欲しいものがある。
 いや、欲しい人がいる。
 けれどその人は平凡な――下手をすると並以下の――黒子テツヤと比較してあまりにも特別な人間だった。だから手を伸ばしても届かない。影は影らしく決して手に入らない太陽を眩しげに見つめるしかできないのだ。


 高校三年生の冬。三回目のウインターカップが終わり、黒子達はバスケ部を引退した。
 次に待ちかまえているのは大学受験である。火神はアメリカの大学に通いながらバスケの本場で更に腕を磨く予定なのだと言う。対して黒子は日本の大学を受験する予定だ。競技バスケは高校で終わりにし、大学にはバスケのためではなく保育士の資格を取るために通う。
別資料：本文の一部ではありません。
/// Filter, classify, score and rank one instrument.
fn evaluate(snap: &InstrumentSnapshot, input: &ScanInput, config: &EngineConfig, held: bool) -> Candidate {
    let mut candidate = Candidate::new(snap.symbol.clone(), snap.sleeve);
    candidate.data_issues = snap.data_issues.clone();

    candidate.filters = filter::run_filters(snap, &config.scan.filters);
    if !filter::all_passed(&candidate.filters) && !held && filter::passed_except_trend(&candidate.filters) {
        let regime = snap.regime.unwrap_or(input.regime);
        candidate.early_bird = filter::early_bird(snap, regime, &config.scan.filters.early_bird);
    }
    if !filter::all_passed(&candidate.filters) && candidate.early_bird.is_none() {
        let failed: Vec<&str> = candidate
            .filters
            .iter()
            .filter(|f| !f.passed())
            .map(FilterCheck::name)
            .collect();
        debug!(symbol = %snap.symbol, ?failed, "Filtered out");
        return candidate;
    }
    if let Some(bird) = candidate.early_bird {
        debug!(symbol = %snap.symbol, range_position = bird.range_position, "Early bird waived trend filters");
    }
    candidate.stage = ScanStage::Filtered;

    let (mut status, levels) = classify::classify(snap, &config.scan.entry);
    if !held {
        candidate.fast_follower =
            fast_follower(&snap.symbol, &input.exits, input.as_of, snap, &config.risk.reentry.fast_follower);
        if candidate.fast_follower.is_some() {
            debug!(symbol = %snap.symbol, was = ?status, "Fast follower promoted to READY");
            status = CandidateStatus::Ready;
        }
    }
    candidate.status = Some(status);
    candidate.levels = Some(levels);
    candidate.stage = ScanStage::Classified;

    candidate.score = Some(score_in_regime(snap, input, config));
    candidate.rank_score = Some(rank::rank_score(snap, status, &config.scan.rank));
    candidate.stage = ScanStage::Ranked;

    match status {
        CandidateStatus::Ready => {
            let source = if candidate.fast_follower.is_some() {
                EntrySource::FastFollower
            } else {
                EntrySource::Breakout
            };
            candidate.entry = Some(EntryPlan {
                entry: levels.trigger,
                stop: levels.initial_stop,
                source,
            });
        }
        CandidateStatus::WaitPullback => {
            let outcome = guard::pullback(snap, &config.scan.pullback);
            if let GuardOutcome::PullbackTriggered { entry, stop } = outcome {
                candidate.entry = Some(EntryPlan {
                    entry,
                    stop,
                    source: EntrySource::Pullback,
                });
            }
            candidate.guard = Some(outcome);
        }
        CandidateStatus::Watch | CandidateStatus::Far => {}
    }
    candidate
}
 三年間一緒に走り続けた道が分かたれる。物理的な距離と時差、目指すもの。どれも黒子と火神を分けるものにしかならない。それを酷く悲しいと感じるのは三年間育んできた感情の所為なのだと黒子は十分すぎるほど理解していた。
 いつからなのか、黒子本人にも正確なところは分からない。出会ってすぐなのか、火神を利用しようとしていたことを告白して許された時か、全てのキセキ達に勝利した時か。けれどもとにかく、いつの間にか黒子は火神を欲しいと思うようになっていた。
 それと同時に自分には決して届かないものなのだとも自覚した。同性だから、というのは勿論ある。しかしそれ以前に火神大我という人間は黒子にとってあまりにも特別で、それ故に手を出せない存在だったのだ。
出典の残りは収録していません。